Si Rowjay a fait son entrée dans le rap québécois à 16 ans avec des textes plutôt parodiques, c’est désormais avec un flow sérieux inspiré de Rick Ross ou de Pusha T qu’il s’impose dans le paysage rap. En 2020, il dévoile sa mixtape Free Cfd2 dans laquelle on retrouve un feat avec Jeune Loup. Puis il clôture l’année 2020 avec le morceau « Kung Fu Margiela 2 ». Ces deux projets très forts musicalement donnent encore plus de visibilité à sa musique en France. Il ne nous reste alors plus qu’à attendre que l’habitué du Xe arrondissement de Paris puisse venir les défendre sur scène.
FouKi
Qualifié « d’étoile montante » par de nombreux médias canadiens, FouKi, de son vrai nom Léo Fougères, fait ses premiers pas sur la scène rap québécoise en 2016 avec son mini-album Plato Hess publié, en duo avec son producteur QuietMike, sur Bandcamp. Mais c’est en 2017 que sa musique remplie de bonne humeur prend de l’ampleur, notamment grâce au morceau « Gayé » — tiré de l’album Plato Zay -, dont le clip a été visionné plus de 4 millions de fois sur YouTube.

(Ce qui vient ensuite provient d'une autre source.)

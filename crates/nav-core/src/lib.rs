//! `nav-core` — foundational types for the `nav_engine` route tracker.
//!
//! This crate is a dependency of every other `nav-*` crate.  It intentionally
//! has no `nav-*` dependencies and minimal external ones (only `thiserror`,
//! plus optional `serde`).
//!
//! # What lives here
//!
//! | Module      | Contents                                                 |
//! |-------------|----------------------------------------------------------|
//! | [`geo`]     | `GeoPoint`, haversine distance, bearing, lerp            |
//! | [`time`]    | `Timestamp`, `Clock`, `SystemClock`, `ManualClock`       |
//! | [`ids`]     | `RequestId`, `PlanRevision`                              |
//! | [`profile`] | `RoutingProfile`, `Avoid`, `AvoidSet`                    |
//! | [`config`]  | `NavConfig` — every threshold and window                 |
//! | [`flight`]  | `SingleFlight<T>` — coalescing request gate              |
//! | [`units`]   | speed conversions                                        |
//! | [`error`]   | `NavError`, `NavResult`                                  |
//!
//! # Feature flags
//!
//! | Flag    | Effect                                                     |
//! |---------|------------------------------------------------------------|
//! | `serde` | Adds `Serialize`/`Deserialize` to all public data types.   |

pub mod config;
pub mod error;
pub mod flight;
pub mod geo;
pub mod ids;
pub mod profile;
pub mod time;
pub mod units;


// ── Re-exports ────────────────────────────────────────────────────────────────

pub use config::NavConfig;
pub use error::{NavError, NavResult};
pub use flight::SingleFlight;
pub use geo::GeoPoint;
pub use ids::{PlanRevision, RequestId};
pub use profile::{Avoid, AvoidSet, RoutingProfile};
pub use time::{Clock, ManualClock, SystemClock, Timestamp};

Côté style, FouKi navigue entre hip-hop, reggae et trap. Sa formule énergique est teintée de culture rap européenne, québécoise et américaine. Il n’hésite pas à apporter des sonorités intéressantes en employant le français, l’anglais ou le créole dans ses textes. Dans son album ZayZay, sorti en 2019, FouKi collabore avec des artistes tels que ISHA, Lord Esperanza ou Koriass. Mais une question nous interpelle : que veut dire « Zay », ce mot présent dans les titres de ses albums ? « Être « zay », c’est être bien, bien avec soi-même, avec les autres, être zen, relaxé… Ça représente ma vie de tous les jours », explique FouKi à TV5 Monde.
Pour marquer la fin de l’année 2020 en beauté, le rappeur montréalais dévoilait un album surprise intitulé Grignotines de luxe, réalisé aux côtés de son acolyte QuietMike. « Grignotines », « Crêpes sirop d’érable », « Ananas Mango », « Brioches à la cannelle », chaque morceau fait référence à de la nourriture. Peut-être est-ce un clin d’œil à son ancienne carrière dans la cuisine ? En effet, avant de pouvoir vivre de la musique, FouKi était pizzaïolo à Montréal. Son pétrissage de pâte l’emmènera aux World Pizza Games de Las Vegas où il finira douzième au rang mondial. On lui souhaite alors aisément le même succès pour sa carrière de rappeur en 2021.